* _DIRECTIONS FOR THIS TASK_
Word for word, repeat every entry that appears below.

──────────────────────────────

//! Quote lifecycle operations.
//!
//! Everything that creates a quote or moves it between states lives here, so
//! callers never mutate `status` or identity fields directly.

use chrono::{DateTime, Datelike, Utc};
use rust_decimal::Decimal;
use serde::{Deserialize, Serialize};

use crate::config::CompanyConfig;
use crate::domain::quote::{Quote, QuoteId, QuoteSection, QuoteStatus};
use crate::domain::template::Template;
use crate::domain::{fresh_id, non_blank, percentage, positive};
use crate::errors::DomainError;

/// Default validity window printed on new quotes, in days.
pub const DEFAULT_VALIDITY_DAYS: u32 = 30;

/// Luxembourg standard VAT rate applied to new quotes.
pub fn default_iva_rate() -> Decimal {
    Decimal::new(17, 0)
}

/// House defaults stamped onto a draft when the client left a field blank.
/// Sourced from the `[company]` configuration section at the API boundary.
#[derive(Clone, Debug)]
pub struct QuoteDefaults {
    pub iva_rate: Decimal,
    pub validity_days: u32,
    pub payment_conditions: Option<String>,
}

impl Default for QuoteDefaults {
    fn default() -> Self {
        Self {
            iva_rate: default_iva_rate(),
            validity_days: DEFAULT_VALIDITY_DAYS,
            payment_conditions: None,
        }
    }
}

impl From<&CompanyConfig> for QuoteDefaults {
    fn from(company: &CompanyConfig) -> Self {
        Self {
            iva_rate: company.default_iva,
            validity_days: company.default_validity_days,
            payment_conditions: company.default_payment_conditions.clone(),
        }
    }
}

/// Client-supplied fields for opening a new draft quote.
#[derive(Clone, Debug, Default, PartialEq, Serialize, Deserialize)]
pub struct QuoteDraft {
    pub client_name: String,
    #[serde(default)]
    pub client_email: Option<String>,
    #[serde(default)]
    pub client_phone: Option<String>,
    #[serde(default)]
    pub client_address: String,
    #[serde(default)]
    pub notes: Option<String>,
    #[serde(default)]
    pub payment_conditions: Option<String>,
    #[serde(default)]
    pub validity_days: Option<u32>,
    #[serde(default)]
    pub execution_timeframe: Option<String>,
    #[serde(default)]
    pub discount_percentage: Option<Decimal>,
    #[serde(default)]
    pub iva_rate: Option<Decimal>,
}

/// Next quote number in the `Q-YYYY-NNN` series for the current year.
///
/// Numbers from other years are ignored; malformed numbers in storage are
/// skipped rather than failing the whole operation.
pub fn next_quote_number(existing: &[String], now: DateTime<Utc>) -> String {
    let year = now.year();
    let prefix = format!("Q-{year}-");
    let highest = existing
        .iter()
        .filter_map(|number| number.strip_prefix(&prefix))
        .filter_map(|seq| seq.parse::<u32>().ok())
        .max()
        .unwrap_or(0);
    format!("Q-{year}-{:03}", highest + 1)
}

/// Opens a new draft quote with derived amounts zeroed.
pub fn create(
    draft: QuoteDraft,
    quote_number: String,
    defaults: &QuoteDefaults,
) -> Result<Quote, DomainError> {
    if let Some(discount) = draft.discount_percentage {
        percentage("discount_percentage", discount)?;
    }
    if let Some(iva) = draft.iva_rate {
        percentage("iva_rate", iva)?;
    }
    if let Some(days) = draft.validity_days {
        positive("validity_days", days)?;
    }

    let mut quote = Quote {
        id: QuoteId(fresh_id()),
        quote_number,
        client_name: draft.client_name,
        client_email: draft.client_email,
        client_phone: draft.client_phone,
        client_address: draft.client_address,
        status: QuoteStatus::Draft,
        notes: draft.notes,
        payment_conditions: draft
            .payment_conditions
            .or_else(|| defaults.payment_conditions.clone()),
        validity_days: draft.validity_days.unwrap_or(defaults.validity_days),
        execution_timeframe: draft.execution_timeframe,
        discount_percentage: draft.discount_percentage.unwrap_or(Decimal::ZERO),
        iva_rate: draft.iva_rate.unwrap_or(defaults.iva_rate),
        created_at: Utc::now(),
        sections: Vec::new(),
        total_materials: Decimal::ZERO,
        total_labor: Decimal::ZERO,
        subtotal: Decimal::ZERO,
        discount_amount: Decimal::ZERO,
        iva_amount: Decimal::ZERO,
        total: Decimal::ZERO,
    };
    quote.recompute();
    Ok(quote)
}

/// Draft -> Sent. A quote cannot go out without a named client.
pub fn mark_sent(quote: &mut Quote) -> Result<(), DomainError> {
    non_blank("client_name", &quote.client_name)?;
    quote.transition_to(QuoteStatus::Sent)
}

/// Sent -> Accepted.
pub fn accept(quote: &mut Quote) -> Result<(), DomainError> {
    quote.transition_to(QuoteStatus::Accepted)
}

/// Sent -> Rejected.
pub fn reject(quote: &mut Quote) -> Result<(), DomainError> {
    quote.transition_to(QuoteStatus::Rejected)
}

/// Independent copy of a quote: new identity down to every item, back in
/// Draft regardless of the source status, stamped with a new number.
pub fn duplicate(source: &Quote, quote_number: String) -> Quote {
    let mut copy = source.clone();
    copy.id = QuoteId(fresh_id());
    copy.quote_number = quote_number;
    copy.status = QuoteStatus::Draft;
    copy.created_at = Utc::now();
    copy.sections = source.sections.iter().map(QuoteSection::with_fresh_ids).collect();
    copy.recompute();
    copy
}

/// Appends the template's sections to the quote. Existing sections are kept.
pub fn apply_template(quote: &mut Quote, template: &Template) -> Result<(), DomainError> {
    quote.ensure_editable()?;
    quote.sections.extend(template.instantiate());
    quote.recompute();
    Ok(())
}

/// Captures the quote's current section layout as a user template.
pub fn save_as_template(quote: &Quote, name: String) -> Result<Template, DomainError> {
    Template::from_sections(name, &quote.sections)
}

──────────────────────────────

* _SOLUTION_
//! Quote lifecycle operations.
//!
//! Everything that creates a quote or moves it between states lives here, so
//! callers never mutate `status` or identity fields directly.

use chrono::{DateTime, Datelike, Utc};
use rust_decimal::Decimal;
use serde::{Deserialize, Serialize};

use crate::config::CompanyConfig;
use crate::domain::quote::{Quote, QuoteId, QuoteSection, QuoteStatus};
use crate::domain::template::Template;
use crate::domain::{fresh_id, non_blank, percentage, positive};
use crate::errors::DomainError;

/// Default validity window printed on new quotes, in days.
pub const DEFAULT_VALIDITY_DAYS: u32 = 30;

/// Luxembourg standard VAT rate applied to new quotes.
pub fn default_iva_rate() -> Decimal {
    Decimal::new(17, 0)
}

/// House defaults stamped onto a draft when the client left a field blank.
/// Sourced from the `[company]` configuration section at the API boundary.
#[derive(Clone, Debug)]
pub struct QuoteDefaults {
    pub iva_rate: Decimal,
    pub validity_days: u32,
    pub payment_conditions: Option<String>,
}

impl Default for QuoteDefaults {
    fn default() -> Self {
        Self {
            iva_rate: default_iva_rate(),
            validity_days: DEFAULT_VALIDITY_DAYS,
            payment_conditions: None,
        }
    }
}

impl From<&CompanyConfig> for QuoteDefaults {
    fn from(company: &CompanyConfig) -> Self {
        Self {
            iva_rate: company.default_iva,
            validity_days: company.default_validity_days,
            payment_conditions: company.default_payment_conditions.clone(),
        }
    }
}

/// Client-supplied fields for opening a new draft quote.
#[derive(Clone, Debug, Default, PartialEq, Serialize, Deserialize)]
pub struct QuoteDraft {
    pub client_name: String,
    #[serde(default)]
    pub client_email: Option<String>,
    #[serde(default)]
    pub client_phone: Option<String>,
    #[serde(default)]
    pub client_address: String,
    #[serde(default)]
    pub notes: Option<String>,
    #[serde(default)]
    pub payment_conditions: Option<String>,
    #[serde(default)]
    pub validity_days: Option<u32>,
    #[serde(default)]
    pub execution_timeframe: Option<String>,
    #[serde(default)]
    pub discount_percentage: Option<Decimal>,
    #[serde(default)]
    pub iva_rate: Option<Decimal>,
}

/// Next quote number in the `Q-YYYY-NNN` series for the current year.
///
/// Numbers from other years are ignored; malformed numbers in storage are
/// skipped rather than failing the whole operation.
pub fn next_quote_number(existing: &[String], now: DateTime<Utc>) -> String {
    let year = now.year();
    let prefix = format!("Q-{year}-");
    let highest = existing
        .iter()
        .filter_map(|number| number.strip_prefix(&prefix))
        .filter_map(|seq| seq.parse::<u32>().ok())
        .max()
        .unwrap_or(0);
    format!("Q-{year}-{:03}", highest + 1)
}

/// Opens a new draft quote with derived amounts zeroed.
pub fn create(
    draft: QuoteDraft,
    quote_number: String,
    defaults: &QuoteDefaults,
) -> Result<Quote, DomainError> {
    if let Some(discount) = draft.discount_percentage {
        percentage("discount_percentage", discount)?;
    }
    if let Some(iva) = draft.iva_rate {
        percentage("iva_rate", iva)?;
    }
    if let Some(days) = draft.validity_days {
        positive("validity_days", days)?;
    }

    let mut quote = Quote {
        id: QuoteId(fresh_id()),
        quote_number,
        client_name: draft.client_name,
        client_email: draft.client_email,
        client_phone: draft.client_phone,
        client_address: draft.client_address,
        status: QuoteStatus::Draft,
        notes: draft.notes,
        payment_conditions: draft
            .payment_conditions
            .or_else(|| defaults.payment_conditions.clone()),
        validity_days: draft.validity_days.unwrap_or(defaults.validity_days),
        execution_timeframe: draft.execution_timeframe,
        discount_percentage: draft.discount_percentage.unwrap_or(Decimal::ZERO),
        iva_rate: draft.iva_rate.unwrap_or(defaults.iva_rate),
        created_at: Utc::now(),
        sections: Vec::new(),
        total_materials: Decimal::ZERO,
        total_labor: Decimal::ZERO,
        subtotal: Decimal::ZERO,
        discount_amount: Decimal::ZERO,
        iva_amount: Decimal::ZERO,
        total: Decimal::ZERO,
    };
    quote.recompute();
    Ok(quote)
}

/// Draft -> Sent. A quote cannot go out without a named client.
pub fn mark_sent(quote: &mut Quote) -> Result<(), DomainError> {
    non_blank("client_name", &quote.client_name)?;
    quote.transition_to(QuoteStatus::Sent)
}

/// Sent -> Accepted.
pub fn accept(quote: &mut Quote) -> Result<(), DomainError> {
    quote.transition_to(QuoteStatus::Accepted)
}

/// Sent -> Rejected.
pub fn reject(quote: &mut Quote) -> Result<(), DomainError> {
    quote.transition_to(QuoteStatus::Rejected)
}

/// Independent copy of a quote: new identity down to every item, back in
/// Draft regardless of the source status, stamped with a new number.
pub fn duplicate(source: &Quote, quote_number: String) -> Quote {
    let mut copy = source.clone();
    copy.id = QuoteId(fresh_id());
    copy.quote_number = quote_number;
    copy.status = QuoteStatus::Draft;
    copy.created_at = Utc::now();
    copy.sections = source.sections.iter().map(QuoteSection::with_fresh_ids).collect();
    copy.recompute();
    copy
}

/// Appends the template's sections to the quote. Existing sections are kept.
pub fn apply_template(quote: &mut Quote, template: &Template) -> Result<(), DomainError> {
    quote.ensure_editable()?;
    quote.sections.extend(template.instantiate());
    quote.recompute();
    Ok(())
}

/// Captures the quote's current section layout as a user template.
pub fn save_as_template(quote: &Quote, name: String) -> Result<Template, DomainError> {
    Template::from_sections(name, &quote.sections)
}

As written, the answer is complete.